In the thread to “A Martian’s perspective on the problem of evil” Ray Ingles posed a problem with the greater goods response to evil. Why, for example, would God subject people to evils to cultivate in them the greater good of courage if courage will not be required in eternity? As he put it,
“Why are traits like courage – which are so completely unnecessary to life in heaven – supposed to be the hallmarks of those going there? How important are these ‘goods’ – how much of a justification for evil do they provide – if they are ultimately irrelevant to life in eternity?”
The problem with Ray’s question is that he thinks of the end product of endurance of suffering as being persons who have a range of discrete attributes such as love, kindness, generosity and courage. And so he asks, if some of these attributes (e.g. generosity and courage) are not necessary in eternity, then why bother cultivating them? Why not simply subject people to the suffering necessary to cultivate the attributes that one will have occasion to exercise in eternity?
That reminds me of the time when I began jogging more than twenty years ago. I started jogging with the intent of “losing some off the midsection”. But it didn’t work out that way. After jogging for several months I realized I had lost weight from my midsection, neck, cheeks, arms, etc. And with that I came to see that weight loss through cardiovascular exercise is a holistic enterprise that tones one’s entire body. One does not merely target one part of an integrated system for weight loss. One simply loses weight in toto.
Moral and spiritual formation are like that as well. One does not target one virtue to the exclusion of others. One does not decide to become loving and kind whilst setting aside the attributes of generosity and courage. Rather, one simply works on becoming a good person and the result of this is a commensurate increase in the exemplification of all the virtues that constitute being a good person.

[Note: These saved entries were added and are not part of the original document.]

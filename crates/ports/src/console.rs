//! Host console boundary contract.

use insights_diag_shared::Result;
use std::fmt;

/// Output channel on the host's diagnostic console.
#[derive(Debug, Clone, Copy, PartialEq, Eq, Hash)]
pub enum ConsoleChannel {
    /// Preferred channel for diagnostics.
    Warn,
    /// Fallback channel.
    Log,
}

impl ConsoleChannel {
    /// Stable lowercase name.
    #[must_use]
    pub const fn as_str(self) -> &'static str {
        match self {
            Self::Warn => "warn",
            Self::Log => "log",
        }
    }
}

impl fmt::Display for ConsoleChannel {
    fn fmt(&self, formatter: &mut fmt::Formatter<'_>) -> fmt::Result {
        formatter.write_str(self.as_str())
    }
}

/// Boundary contract for the host's diagnostic output.
///
/// Hosts may expose only some channels. Callers pick the first available one
/// via [`select_channel`] and skip the write entirely when none is available.
pub trait ConsoleSinkPort: Send + Sync {
    /// Returns true when the host exposes `channel`.
    fn has_channel(&self, channel: ConsoleChannel) -> bool;

    /// Write a single line on `channel`.
    fn write(&self, channel: ConsoleChannel, line: &str) -> Result<()>;
}

/// Pick `Warn` when present, else `Log`, else nothing.
#[must_use]
pub fn select_channel(console: &dyn ConsoleSinkPort) -> Option<ConsoleChannel> {
    [ConsoleChannel::Warn, ConsoleChannel::Log]
        .into_iter()
        .find(|channel| console.has_channel(*channel))
}
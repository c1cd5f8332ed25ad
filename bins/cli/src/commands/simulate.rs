//! Simulate command handler.

use crate::commands::parse_event_lines;
use crate::error::{CliError, ExitCode};
use crate::format::{OutputMode, pretty_json, push_ndjson};
use crate::{CliOutput, format_fields_text, log_info};
use insights_diag_infra::{MemoryLogSink, SimulateOptions, ValidatedDiagnosticsConfig, run_simulate};
use std::sync::Arc;
use std::time::Duration;

/// Parsed `simulate` flags.
#[derive(Debug, Clone, Copy)]
pub struct SimulateCommandInput {
    pub page_views: u32,
    pub critical: u32,
    pub warnings: u32,
    pub items: u64,
    pub confirmed: u64,
    pub pump_ms: Option<u64>,
}

/// Run a simulated session and print the drained events and the tallies.
pub fn run_simulate_command(
    mode: OutputMode,
    config: &ValidatedDiagnosticsConfig,
    input: SimulateCommandInput,
) -> Result<CliOutput, CliError> {
    let events = Arc::new(MemoryLogSink::new());
    let mut stderr = String::new();
    log_info(
        &mut stderr,
        &format!("simulating {} page view(s)", input.page_views),
        mode.no_progress,
    );

    let summary = run_simulate(
        config,
        SimulateOptions {
            page_views: input.page_views,
            critical_per_view: input.critical,
            warnings_per_view: input.warnings,
            items_per_view: input.items,
            confirmed_per_view: input.confirmed,
            pump_for: input.pump_ms.map(Duration::from_millis),
        },
        events.clone(),
    )?;
    let lines = events.take();
    let summary = serde_json::to_value(&summary)?;

    let stdout = if mode.is_ndjson() {
        let mut out = String::new();
        for event in parse_event_lines(&lines)? {
            push_ndjson(&mut out, "event", event)?;
        }
        push_ndjson(
            &mut out,
            "summary",
            serde_json::json!({ "status": "ok", "kind": "simulate", "summary": summary }),
        )?;
        out
    } else if mode.is_json() {
        pretty_json(&serde_json::json!({
            "status": "ok",
            "summary": summary,
            "events": parse_event_lines(&lines)?,
        }))?
    } else {
        let mut out = String::from("status: ok\n");
        out.push_str(&format_fields_text(&summary));
        out.push_str("events:\n");
        for line in &lines {
            out.push_str("  ");
            out.push_str(line);
        }
        out
    };

    Ok(CliOutput {
        stdout,
        stderr,
        exit_code: ExitCode::Ok,
    })
}
//! CLI error and exit code types.

use insights_diag_shared::{ErrorEnvelope, ErrorKind};
use std::fmt;

#[derive(Debug, Clone, Copy, PartialEq, Eq)]
pub enum ExitCode {
    Ok = 0,
    Internal = 1,
    InvalidInput = 2,
    Io = 3,
}

impl ExitCode {
    #[must_use]
    pub const fn as_u8(self) -> u8 {
        self as u8
    }
}

#[derive(Debug)]
pub enum CliError {
    InvalidInput(String),
    Io(std::io::Error),
    Serialization(serde_json::Error),
    /// A failure reported by the diagnostics crates.
    Envelope(ErrorEnvelope),
}

impl CliError {
    #[must_use]
    pub fn exit_code(&self) -> ExitCode {
        match self {
            Self::InvalidInput(_) => ExitCode::InvalidInput,
            Self::Io(_) => ExitCode::Io,
            Self::Serialization(_) => ExitCode::Internal,
            Self::Envelope(error) => envelope_exit_code(error),
        }
    }
}

/// Storage failures map to `Io`; other expected failures are input errors.
pub fn envelope_exit_code(error: &ErrorEnvelope) -> ExitCode {
    match error.kind {
        ErrorKind::Expected if error.code.namespace() == "storage" => ExitCode::Io,
        ErrorKind::Expected => ExitCode::InvalidInput,
        ErrorKind::Invariant | ErrorKind::Unexpected => ExitCode::Internal,
    }
}

impl fmt::Display for CliError {
    fn fmt(&self, formatter: &mut fmt::Formatter<'_>) -> fmt::Result {
        match self {
            Self::InvalidInput(message) => write!(formatter, "invalid input: {message}"),
            Self::Io(error) => write!(formatter, "io error: {error}"),
            Self::Serialization(error) => write!(formatter, "serialization error: {error}"),
            Self::Envelope(error) => write!(formatter, "{error}"),
        }
    }
}

impl std::error::Error for CliError {}

impl From<std::io::Error> for CliError {
    fn from(error: std::io::Error) -> Self {
        Self::Io(error)
    }
}

impl From<serde_json::Error> for CliError {
    fn from(error: serde_json::Error) -> Self {
        Self::Serialization(error)
    }
}

impl From<ErrorEnvelope> for CliError {
    fn from(error: ErrorEnvelope) -> Self {
        Self::Envelope(error)
    }
}
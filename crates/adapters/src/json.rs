//! JSON line encoding shared by the reporter and trace adapters.

use insights_diag_domain::MessageProperties;
use insights_diag_shared::{REDACTED, is_secret_key};
use serde_json::Value;
use std::time::{SystemTime, UNIX_EPOCH};

/// Encode one event as a JSON line with a trailing newline.
pub(crate) fn event_line(event: &str, message: &str, properties: Option<&MessageProperties>) -> String {
    let mut payload = serde_json::Map::new();
    payload.insert("timestampMs".to_string(), Value::from(now_epoch_ms()));
    payload.insert("event".to_string(), Value::String(event.to_string()));
    payload.insert("message".to_string(), Value::String(message.to_string()));
    if let Some(properties) = properties.filter(|properties| !properties.is_empty()) {
        payload.insert("properties".to_string(), redacted_properties(properties));
    }

    serde_json::to_string(&Value::Object(payload)).map_or_else(
        |_| {
            "{\"timestampMs\":0,\"event\":\"adapter.serialize_failed\",\"message\":\"event serialization failed\"}\n"
                .to_string()
        },
        |mut encoded| {
            encoded.push('\n');
            encoded
        },
    )
}

fn redacted_properties(properties: &MessageProperties) -> Value {
    let map = properties
        .iter()
        .map(|(key, value)| {
            let value = if is_secret_key(key) {
                REDACTED.to_string()
            } else {
                value.clone()
            };
            (key.clone(), Value::String(value))
        })
        .collect();
    Value::Object(map)
}

fn now_epoch_ms() -> u64 {
    SystemTime::now()
        .duration_since(UNIX_EPOCH)
        .ok()
        .and_then(|duration| u64::try_from(duration.as_millis()).ok())
        .unwrap_or_default()
}
//! Loss reporter adapter.
//!
//! Reports are buffered and only reach the sink on `flush`, mirroring a
//! telemetry client that batches until asked to send. A failed flush keeps
//! the unwritten reports for the next one.

use crate::json::event_line;
use crate::log_sink::LogSink;
use insights_diag_ports::LossReporterPort;
use insights_diag_shared::{ErrorCode, ErrorEnvelope, Result};
use std::io;
use std::sync::{Arc, Mutex, PoisonError};

/// Event name stamped on every loss report.
pub const LOSS_REPORT_EVENT: &str = "telemetry.loss_report";

/// Loss reporter writing buffered reports as JSON lines.
pub struct JsonLinesReporter {
    sink: Arc<dyn LogSink>,
    pending: Mutex<Vec<String>>,
}

impl JsonLinesReporter {
    /// Create a reporter backed by the provided line sink.
    #[must_use]
    pub fn new(sink: Arc<dyn LogSink>) -> Self {
        Self {
            sink,
            pending: Mutex::new(Vec::new()),
        }
    }

    /// Reports accepted but not yet flushed.
    pub fn pending_len(&self) -> usize {
        self.pending
            .lock()
            .unwrap_or_else(PoisonError::into_inner)
            .len()
    }
}

impl LossReporterPort for JsonLinesReporter {
    fn report(&self, text: &str) -> Result<()> {
        self.pending
            .lock()
            .unwrap_or_else(PoisonError::into_inner)
            .push(event_line(LOSS_REPORT_EVENT, text, None));
        Ok(())
    }

    fn flush(&self) -> Result<()> {
        let mut pending = self.pending.lock().unwrap_or_else(PoisonError::into_inner);
        let mut written = 0;
        let result = pending.iter().try_for_each(|line| {
            self.sink.write_line(line)?;
            written += 1;
            Ok::<(), io::Error>(())
        });
        pending.drain(..written);

        result.map_err(|error| {
            ErrorEnvelope::expected(
                ErrorCode::reporter_flush_failed(),
                format!("failed to flush loss report: {error}"),
            )
            .with_metadata("written", written.to_string())
            .with_metadata("pending", pending.len().to_string())
        })
    }
}
//! Composition root: wires a validated config to concrete adapters.

use crate::pump::{PumpIntervals, PumpReport, spawn_pump};
use insights_diag_adapters::{JsonLinesReporter, JsonTraceSink, LogSink, TracingConsole};
use insights_diag_app::{
    DiagnosticLog, DiagnosticMode, DrainBridge, LossLedger, LossLedgerDeps, PageLifecycle,
};
use insights_diag_config::ValidatedDiagnosticsConfig;
use insights_diag_ports::{ConsoleSinkPort, LossReporterPort, SessionStoragePort, TraceSinkPort};
use std::fmt;
use std::sync::Arc;
use tokio::task::JoinHandle;
use tokio_util::sync::CancellationToken;

/// Adapters plugged into the runtime.
#[derive(Clone)]
pub struct RuntimeAdapters {
    /// Console echo. `None` disables echoing.
    pub console: Option<Arc<dyn ConsoleSinkPort>>,
    /// Session storage. `None` disables the loss ledger.
    pub storage: Option<Arc<dyn SessionStoragePort>>,
    /// Loss reporter. `None` disables the loss ledger.
    pub reporter: Option<Arc<dyn LossReporterPort>>,
    /// Destination for drained diagnostics.
    pub trace: Arc<dyn TraceSinkPort>,
}

impl RuntimeAdapters {
    /// JSON-line reporter and trace sink sharing `output`, console routed to `tracing`.
    #[must_use]
    pub fn json_lines(
        output: Arc<dyn LogSink>,
        storage: Option<Arc<dyn SessionStoragePort>>,
    ) -> Self {
        Self {
            console: Some(Arc::new(TracingConsole)),
            storage,
            reporter: Some(Arc::new(JsonLinesReporter::new(Arc::clone(&output)))),
            trace: Arc::new(JsonTraceSink::new(output)),
        }
    }
}

impl fmt::Debug for RuntimeAdapters {
    fn fmt(&self, formatter: &mut fmt::Formatter<'_>) -> fmt::Result {
        formatter
            .debug_struct("RuntimeAdapters")
            .field("console", &self.console.is_some())
            .field("storage", &self.storage.is_some())
            .field("reporter", &self.reporter.is_some())
            .finish_non_exhaustive()
    }
}

/// A fully wired diagnostics subsystem.
#[derive(Debug, Clone)]
pub struct DiagnosticsRuntime {
    lifecycle: PageLifecycle,
    intervals: PumpIntervals,
}

impl DiagnosticsRuntime {
    /// Build the log, ledger, drain bridge, and lifecycle from `config`.
    #[must_use]
    pub fn build(config: &ValidatedDiagnosticsConfig, adapters: RuntimeAdapters) -> Self {
        let limits = config.limits();
        let mode = DiagnosticMode {
            debug_exceptions: config.logging.debug_exceptions,
            verbose_logging: config.logging.verbose_logging,
        };

        let log = Arc::new(DiagnosticLog::new(
            mode,
            limits.throttle_limit,
            adapters.console,
        ));
        let ledger = Arc::new(LossLedger::new(
            LossLedgerDeps {
                storage: adapters.storage,
                reporter: adapters.reporter,
                log: Arc::clone(&log),
            },
            limits.report_limit,
        ));
        let drain = DrainBridge::new(Arc::clone(&log), adapters.trace);

        tracing::debug!(
            throttle_limit = limits.throttle_limit.get(),
            report_limit = limits.report_limit.get(),
            ledger_enabled = ledger.is_enabled(),
            "diagnostics runtime built"
        );
        Self {
            lifecycle: PageLifecycle::new(log, ledger, drain),
            intervals: PumpIntervals {
                drain: limits.drain_interval,
                loss_check: limits.loss_check_interval,
            },
        }
    }

    /// Page lifecycle entry points.
    #[must_use]
    pub const fn lifecycle(&self) -> &PageLifecycle {
        &self.lifecycle
    }

    /// Shared diagnostic log.
    #[must_use]
    pub const fn log(&self) -> &Arc<DiagnosticLog> {
        self.lifecycle.log()
    }

    /// Shared loss ledger.
    #[must_use]
    pub const fn ledger(&self) -> &Arc<LossLedger> {
        self.lifecycle.ledger()
    }

    /// Configured pump intervals.
    #[must_use]
    pub const fn intervals(&self) -> PumpIntervals {
        self.intervals
    }

    /// Start the background pump on the current tokio runtime.
    pub fn spawn_pump(&self, token: CancellationToken) -> JoinHandle<PumpReport> {
        spawn_pump(self.lifecycle.clone(), self.intervals, token)
    }
}
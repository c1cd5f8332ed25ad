//! Session-scoped telemetry loss ledger.
//!
//! Two persisted counters track items handed to the outbound pipeline but not
//! yet confirmed sent, and how many loss reports this session has emitted. The
//! ledger is fail-open: storage failures are observed and discarded, and
//! failures while reporting are funneled into the diagnostic log.

use crate::diagnostic_log::DiagnosticLog;
use insights_diag_domain::{
    DiagnosticMessage, LedgerKey, MessageProperties, ReportLimit, Severity, format_counter,
    loss_report_text, parse_counter,
};
use insights_diag_ports::{LossReporterPort, SessionStoragePort};
use insights_diag_shared::{ErrorEnvelope, Result, ResultExt};
use std::fmt;
use std::sync::Arc;

/// Text of the diagnostic recorded when a loss check fails.
pub const LOSS_REPORT_FAILURE_TEXT: &str = "Failed to report lost telemetry items";

/// Dependencies required by the loss ledger.
#[derive(Clone)]
pub struct LossLedgerDeps {
    /// Session-scoped storage. `None` disables the ledger.
    pub storage: Option<Arc<dyn SessionStoragePort>>,
    /// Loss reporter. `None` disables the ledger.
    pub reporter: Option<Arc<dyn LossReporterPort>>,
    /// Diagnostic log receiving report failures.
    pub log: Arc<DiagnosticLog>,
}

/// Result of [`LossLedger::report_lost_items_if_any`].
#[derive(Debug, Clone, PartialEq, Eq)]
pub enum LossReportOutcome {
    /// No reporter or no usable storage.
    Disabled,
    /// The session already emitted `reported` reports, at or above the limit.
    LimitReached {
        /// Persisted report count.
        reported: u64,
    },
    /// Nothing was lost since the last check.
    NoLoss,
    /// A report for `lost` items was emitted and flushed.
    Reported {
        /// Lost item count stated in the report.
        lost: u64,
    },
    /// The check failed; the failure was recorded in the diagnostic log.
    Failed {
        /// What went wrong.
        error: ErrorEnvelope,
    },
}

impl LossReportOutcome {
    /// Returns true when a report was emitted and flushed.
    #[must_use]
    pub const fn is_reported(&self) -> bool {
        matches!(self, Self::Reported { .. })
    }
}

/// Persisted loss accounting for one session.
pub struct LossLedger {
    storage: Option<Arc<dyn SessionStoragePort>>,
    reporter: Option<Arc<dyn LossReporterPort>>,
    report_limit: ReportLimit,
    log: Arc<DiagnosticLog>,
}

impl fmt::Debug for LossLedger {
    fn fmt(&self, formatter: &mut fmt::Formatter<'_>) -> fmt::Result {
        formatter
            .debug_struct("LossLedger")
            .field("storage", &self.storage.is_some())
            .field("reporter", &self.reporter.is_some())
            .field("report_limit", &self.report_limit)
            .finish_non_exhaustive()
    }
}

impl LossLedger {
    /// Build a ledger from its collaborators.
    #[must_use]
    pub fn new(deps: LossLedgerDeps, report_limit: ReportLimit) -> Self {
        Self {
            storage: deps.storage,
            reporter: deps.reporter,
            report_limit,
            log: deps.log,
        }
    }

    /// Per-session report limit.
    #[must_use]
    pub const fn report_limit(&self) -> ReportLimit {
        self.report_limit
    }

    /// True when a reporter is registered and storage is present and usable.
    #[must_use]
    pub fn is_enabled(&self) -> bool {
        self.enabled().is_some()
    }

    fn enabled(&self) -> Option<(&dyn SessionStoragePort, &dyn LossReporterPort)> {
        let storage = self.storage.as_deref()?;
        let reporter = self.reporter.as_deref()?;
        storage.is_available().then_some((storage, reporter))
    }

    /// Set `itemsQueued` to 0. Called once per page view.
    pub fn reset_queue_count(&self) {
        if let Some((storage, _)) = self.enabled() {
            write_counter(storage, LedgerKey::ItemsQueued, 0)
                .discard_err(|error| discarded(LedgerKey::ItemsQueued, &error));
        }
    }

    /// Loss reports already emitted this session.
    #[must_use]
    pub fn issues_reported_this_session(&self) -> u64 {
        self.read_or_zero(LedgerKey::IssuesReported)
    }

    /// Current estimate of items enqueued but not confirmed sent.
    #[must_use]
    pub fn lost_item_count(&self) -> u64 {
        self.read_or_zero(LedgerKey::ItemsQueued)
    }

    /// Count one item accepted into the outbound pipeline.
    pub fn increment_queued(&self) {
        self.update_queued(|current| current.saturating_add(1));
    }

    /// Subtract `confirmed` successfully sent items, clamping at 0.
    pub fn decrement_queued(&self, confirmed: u64) {
        self.update_queued(|current| current.saturating_sub(confirmed));
    }

    fn update_queued(&self, update: impl FnOnce(u64) -> u64) {
        let Some((storage, _)) = self.enabled() else {
            return;
        };
        read_counter(storage, LedgerKey::ItemsQueued)
            .and_then(|current| write_counter(storage, LedgerKey::ItemsQueued, update(current)))
            .discard_err(|error| discarded(LedgerKey::ItemsQueued, &error));
    }

    fn read_or_zero(&self, key: LedgerKey) -> u64 {
        let Some((storage, _)) = self.enabled() else {
            return 0;
        };
        read_counter(storage, key).unwrap_or_observe(0, |error| discarded(key, &error))
    }

    /// Periodic check: emit one loss report when items went missing.
    ///
    /// `itemsQueued` is reset to 0 on every enabled path, including failures.
    /// A report whose emission fails still counts against the session limit.
    pub fn report_lost_items_if_any(&self) -> LossReportOutcome {
        let Some((storage, reporter)) = self.enabled() else {
            return LossReportOutcome::Disabled;
        };

        let outcome = match self.check_and_report(storage, reporter) {
            Ok(outcome) => outcome,
            Err(error) => {
                self.record_failure(&error);
                LossReportOutcome::Failed { error }
            },
        };

        write_counter(storage, LedgerKey::ItemsQueued, 0)
            .discard_err(|error| discarded(LedgerKey::ItemsQueued, &error));
        outcome
    }

    fn check_and_report(
        &self,
        storage: &dyn SessionStoragePort,
        reporter: &dyn LossReporterPort,
    ) -> Result<LossReportOutcome> {
        let reported = read_counter(storage, LedgerKey::IssuesReported)?;
        if !self.report_limit.allows(reported) {
            return Ok(LossReportOutcome::LimitReached { reported });
        }

        let lost = read_counter(storage, LedgerKey::ItemsQueued)?;
        if lost == 0 {
            return Ok(LossReportOutcome::NoLoss);
        }

        let emitted = reporter
            .report(&loss_report_text(lost))
            .and_then(|()| reporter.flush());
        let reported = reported.saturating_add(1);
        let persisted = write_counter(storage, LedgerKey::IssuesReported, reported);
        match (emitted, persisted) {
            (Err(error), Err(write_error)) => {
                return Err(error.with_metadata("storageError", write_error.to_string()));
            },
            (Err(error), Ok(())) | (Ok(()), Err(error)) => return Err(error),
            (Ok(()), Ok(())) => {},
        }

        tracing::debug!(lost, reported, "loss report emitted");
        Ok(LossReportOutcome::Reported { lost })
    }

    fn record_failure(&self, error: &ErrorEnvelope) {
        let message =
            DiagnosticMessage::with_properties(LOSS_REPORT_FAILURE_TEXT, failure_properties(error));
        let outcome = self
            .log
            .report_non_user_actionable(Severity::Critical, message);
        if outcome.is_raise() {
            tracing::debug!(error = %error, "loss report failure raised in debug mode; not propagated");
        }
    }
}

fn failure_properties(error: &ErrorEnvelope) -> MessageProperties {
    let mut properties = MessageProperties::new();
    properties.insert("exception".to_string(), error.message.clone());
    properties.insert("code".to_string(), error.code.to_string());
    properties
}

fn read_counter(storage: &dyn SessionStoragePort, key: LedgerKey) -> Result<u64> {
    storage
        .get(key.as_str())
        .map(|raw| parse_counter(raw.as_deref()))
}

fn write_counter(storage: &dyn SessionStoragePort, key: LedgerKey, value: u64) -> Result<()> {
    storage.set(key.as_str(), &format_counter(value))
}

fn discarded(key: LedgerKey, error: &ErrorEnvelope) {
    tracing::debug!(%key, code = %error.code, error = %error, "session storage failure discarded");
}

Consequently, it is wrongheaded to object to the acquisition of courage with the retort that one shall not have occasion to exercise courage in eternity. The fact is that courage is simply one attribute indicative of the holistic cultivation of a good person. And the goal of the Christian life is not to become a person who will cultivate that set of attributes that one will have occasion to exercise in eternity. Rather, the goal is to become a good person, and given that goodness includes attributes of generosity and courage as surely as love and kindness, eternity shall welcome denizens who are generous and courageous, even though they shall never have occasion to exercise those specific attributes.